Rethinking Explainable Disease Prediction: Synergizing Accuracy and Reliability via Reflective Cognitive Architecture
Zijian Shao, Haiyang Shen, Mugeng Liu, Gecheng Fu, Yaoqi Guo, Yanfeng Wang, Yun Ma
TL;DR
This work tackles the long-standing trade-off between predictive accuracy and explainability in clinical disease prediction on tabular data. It introduces Reflective Cognitive Architecture (RCA), an LLM-based framework that learns from data through experience and reflection, coupling Iterative Rules Optimization with Distribution-aware Rules Check to produce both accurate predictions and grounded, narrative explanations. Across CRT, Diabetes, and Heart Disease datasets—including large-scale CRT_ex and a cardiovascular dataset—RCA achieves state-of-the-art accuracy and robust, evidence-based explanations, while remaining resilient to data noise and scalable to real-world settings. The approach offers a path toward trustworthy clinical AI by unifying predictive strength with high-quality, clinically usable reasoning, and code is publicly available for reproducibility.
Abstract
In clinical decision-making, predictive models face a persistent trade-off: accurate models are often opaque "black boxes," while interpretable methods frequently lack predictive precision or statistical grounding.

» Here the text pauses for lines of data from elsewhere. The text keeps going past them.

use swc_css_ast::{AtRule, ComponentValue};

use super::{
    at_rules::{append_child, create_at_rule_shell},
    rule::{convert_keyframe_block, convert_qualified_rule},
    transform::ConvertContext,
};

/// Copies `@keyframes` when at least one of its frames was converted.
/// Converted frames replace the original ones, the rest are copied as is,
/// so that the animation is never split between two blocks.
pub fn collect_keyframes(keyframes: &AtRule, ctx: &ConvertContext) -> Option<AtRule> {
    let block = keyframes.block.as_ref()?;
    let mut collected = create_at_rule_shell(keyframes);
    let mut has_changes = false;

    for child in block.value.iter() {
        let converted = match child {
            ComponentValue::KeyframeBlock(keyframe_block) => {
                convert_keyframe_block(keyframe_block, ctx)
                    .map(|it| ComponentValue::KeyframeBlock(Box::new(it)))
            }
            ComponentValue::QualifiedRule(rule) => convert_qualified_rule(rule, ctx)
                .map(|it| ComponentValue::QualifiedRule(Box::new(it))),
            _ => None,
        };

        match converted {
            Some(converted) => {
                has_changes = true;
                append_child(&mut collected, converted);
            }
            None => append_child(&mut collected, child.clone()),
        }
    }

    has_changes.then_some(collected)
}
mod at_rules;
mod codegen;
mod convert;
mod declaration;
mod error;
mod keyframes;
mod parse;
mod rule;
mod transform;

use pxvw_core::Severity;
use swc_core::common::{
    comments::{Comments, SingleThreadedComments},
    Span,
};
use swc_css_parser::parser::ParserConfig;

pub use at_rules::AtRuleKind;
pub use codegen::{stringify, StringifyOptions};
pub use convert::{convert_pixels, to_fixed, UnitReplacer};
pub use declaration::IGNORE_NEXT_COMMENT;
#[cfg(test)]
pub(crate) use declaration::is_ignore_comment;
pub use error::{CssError, CssErrorKind};
pub use parse::parse_stylesheet;
pub use transform::PxToViewportTransformer;

#[derive(Default)]
pub struct TransformCssConfig {
    pub parse: ParserConfig,
    pub stringify: StringifyOptions,
}

/// Transforms raw CSS, appending the viewport-unit copies.
///
/// `file` is where the CSS comes from, it is matched against the `exclude` option.
/// When nothing is appended (or the file is excluded), `content` is returned unchanged.
pub fn transform_css(
    content: &str,
    span: Span,
    file: Option<&str>,
    transformer: &PxToViewportTransformer,
    errors: &mut Vec<CssError>,
    config: TransformCssConfig,
) -> Option<String> {
    // Comments are needed for the ignore comment
    let comments = SingleThreadedComments::default();

    // Parse and collect errors
    let mut parse_errors = Vec::new();
    let parse_result = parse_stylesheet(
        content,
        span,
        config.parse,
        Some(&comments as &dyn Comments),
        &mut parse_errors,
    );
    let is_recoverable = parse_result.is_ok();
    errors.extend(
        parse_errors
            .into_iter()
            .map(|e| CssError::from_parse_error(e, is_recoverable)),
    );

    let mut stylesheet = match parse_result {
        Ok(stylesheet) => stylesheet,
        Err(e) => {
            errors.push(CssError::from_parse_error(e, false));
            return None;
        }
    };

    if errors.iter().any(Severity::is_unrecoverable_error) {
        return None;
    }

    // Untouched stylesheets are returned as is, with their comments and formatting
    if !transformer.transform(&mut stylesheet, file, Some(&comments)) {
        return Some(content.to_owned());
    }

    Some(stringify(&stylesheet, config.stringify))
}

#[cfg(test)]
pub(crate) fn test_span(input: &str) -> Span {
    use swc_core::common::{BytePos, DUMMY_SP};

    Span {
        lo: BytePos(1),
        hi: BytePos(1 + input.len() as u32),
        ..DUMMY_SP
    }
}
//! Shared structures of pxvw: transform options and error severity.

mod error;
mod options;

pub use error::{ConfigError, Severity, SeverityLevel};
pub use options::{ExcludeOption, PxToViewportOptions, SelectorMatcher};
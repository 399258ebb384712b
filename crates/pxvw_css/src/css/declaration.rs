use swc_core::common::{
    comments::{SingleThreadedComments, SingleThreadedCommentsMapInner},
    BytePos, Spanned,
};
use swc_css_ast::{ComponentValue, Declaration, SimpleBlock};
use tracing::trace;

use super::{
    codegen::stringify_declaration, parse::parse_declaration, transform::ConvertContext,
};

/// Comment which disables conversion of the declaration right after it
pub const IGNORE_NEXT_COMMENT: &str = "px-to-viewport-ignore-next";

/// Produces a converted copy of `block.value[idx]`, which must be a `Declaration`.
///
/// Returns `None` when:
/// - the value has no unit to convert;
/// - the declaration is preceded by the ignore comment (the comment gets removed);
/// - the parent block already has the same declaration with the converted value.
pub fn convert_declaration(
    block: &SimpleBlock,
    idx: usize,
    declaration: &Declaration,
    ctx: &ConvertContext,
) -> Option<Declaration> {
    let (prop, value) = stringify_declaration(declaration);
    if !ctx.replacer.has_unit(&value) {
        return None;
    }

    if let Some(comments) = ctx.comments {
        if take_ignore_comment(block, idx, declaration, comments) {
            trace!(%prop, "conversion disabled by comment");
            return None;
        }
    }

    let converted_value = ctx.replacer.replace(&value, ctx.options);

    if has_declaration(block, &prop, &converted_value) {
        trace!(%prop, value = %converted_value, "declaration already exists");
        return None;
    }

    let converted = parse_declaration(&prop, &converted_value)?;

    Some(Declaration {
        span: declaration.span,
        important: declaration.important.clone(),
        ..converted
    })
}

/// Checks if any declaration in `block` has this exact `prop` and `value`
fn has_declaration(block: &SimpleBlock, prop: &str, value: &str) -> bool {
    block.value.iter().any(|child| match child {
        ComponentValue::Declaration(declaration) => {
            let (existing_prop, existing_value) = stringify_declaration(declaration);
            existing_prop == prop && existing_value == value
        }
        _ => false,
    })
}

/// Finds the comment right before `block.value[idx]` and removes it
/// if it is the ignore comment.
///
/// Comments are not a part of the tree, thus "right before" means
/// after the previous sibling (or the block start) and before the declaration.
fn take_ignore_comment(
    block: &SimpleBlock,
    idx: usize,
    declaration: &Declaration,
    comments: &SingleThreadedComments,
) -> bool {
    let lo = match idx.checked_sub(1).and_then(|prev_idx| block.value.get(prev_idx)) {
        Some(prev) => prev.span_hi(),
        None => block.span.lo,
    };
    let hi = declaration.span.lo;

    let (mut leading, mut trailing) = comments.borrow_all_mut();

    let in_leading = find_last_comment(&leading, lo, hi);
    let in_trailing = find_last_comment(&trailing, lo, hi);

    // The closest one wins
    let (map, (pos, comment_idx, _)) = match (in_leading, in_trailing) {
        (Some(l), Some(t)) if t.2 > l.2 => (&mut *trailing, t),
        (Some(l), _) => (&mut *leading, l),
        (None, Some(t)) => (&mut *trailing, t),
        (None, None) => return false,
    };

    let Some(list) = map.get_mut(&pos) else {
        return false;
    };

    let is_ignore = list
        .get(comment_idx)
        .is_some_and(|comment| is_ignore_comment(&comment.text));

    if is_ignore {
        list.remove(comment_idx);
        if list.is_empty() {
            map.remove(&pos);
        }
    }

    is_ignore
}

/// Checks the comment text, with or without the `/* */` delimiters
pub(crate) fn is_ignore_comment(text: &str) -> bool {
    let text = text.trim();
    let text = text
        .strip_prefix("/*")
        .and_then(|text| text.strip_suffix("*/"))
        .unwrap_or(text);

    text.trim() == IGNORE_NEXT_COMMENT
}

/// Returns `(key, index in the list, comment start)` of the last comment in `lo..=hi`
fn find_last_comment(
    map: &SingleThreadedCommentsMapInner,
    lo: BytePos,
    hi: BytePos,
) -> Option<(BytePos, usize, BytePos)> {
    map.iter()
        .flat_map(|(pos, list)| {
            list.iter()
                .enumerate()
                .map(move |(comment_idx, comment)| (*pos, comment_idx, comment))
        })
        .filter(|(_, _, comment)| lo <= comment.span.lo && comment.span.hi <= hi)
        .max_by_key(|(_, _, comment)| comment.span.lo)
        .map(|(pos, comment_idx, comment)| (pos, comment_idx, comment.span.lo))
}
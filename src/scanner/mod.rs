pub mod executor;
pub mod targets;
pub mod walker;

use std::sync::Arc;

use crate::cleaner::{CategoryStep, CleanupExecutor};
use crate::common::config::Config;
use crate::privilege::PrivilegeEscalator;

pub use executor::TargetExecutor;
pub use targets::{all_targets, SafetyLevel, ScanTarget};

/// One executor per built-in category, in display order
pub fn default_executors(
    escalator: Arc<PrivilegeEscalator>,
    config: &Config,
) -> Vec<Arc<dyn CleanupExecutor>> {
    let targets = all_targets();
    CategoryStep::ALL
        .into_iter()
        .map(|step| {
            let own: Vec<ScanTarget> = targets.iter().filter(|t| t.step == step).cloned().collect();
            let executor = TargetExecutor::new(step, own, Arc::clone(&escalator))
                .select_caution(config.select_caution_items);
            Arc::new(executor) as Arc<dyn CleanupExecutor>
        })
        .collect()
}

#[cfg(test)]
mod tests {
    use super::*;
    use crate::privilege::{DenyAll, HelperClient};

    #[test]
    fn test_default_executors_cover_every_step() {
        let escalator = PrivilegeEscalator::new(
            Arc::new(DenyAll),
            Arc::new(HelperClient::new("/nonexistent.sock")),
            None,
        );
        let executors = default_executors(Arc::new(escalator), &Config::default());
        let steps: Vec<CategoryStep> = executors.iter().map(|e| e.step()).collect();
        assert_eq!(steps, CategoryStep::ALL.to_vec());
    }
}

In this paper, we challenge this dichotomy, positing that high predictive accuracy and high-quality descriptive explanations are not competing goals but synergistic outcomes of a deep, first-hand understanding of data. We propose the Reflective Cognitive Architecture (RCA), a novel framework designed to enable Large Language Models (LLMs) to learn directly from tabular data through experience and reflection. RCA integrates two core mechanisms: an iterative rules optimization process that refines logical argumentation by learning from prediction errors, and a distribution-aware rules check that grounds this logic in global statistical evidence to ensure robustness. We evaluated RCA against over 20 baselines - ranging from traditional machine learning to advanced reasoning LLMs and agents - across diverse medical datasets, including a proprietary real-world Catheter-Related Thrombosis (CRT) cohort. Crucially, to demonstrate real-world scalability, we extended our evaluation to two large-scale datasets. The results confirm that RCA achieves state-of-the-art predictive performance and superior robustness to data noise while simultaneously generating clear, logical, and evidence-based explanatory statements, maintaining its efficacy even at scale. The code is available at https://github.com/ssssszj/RCA.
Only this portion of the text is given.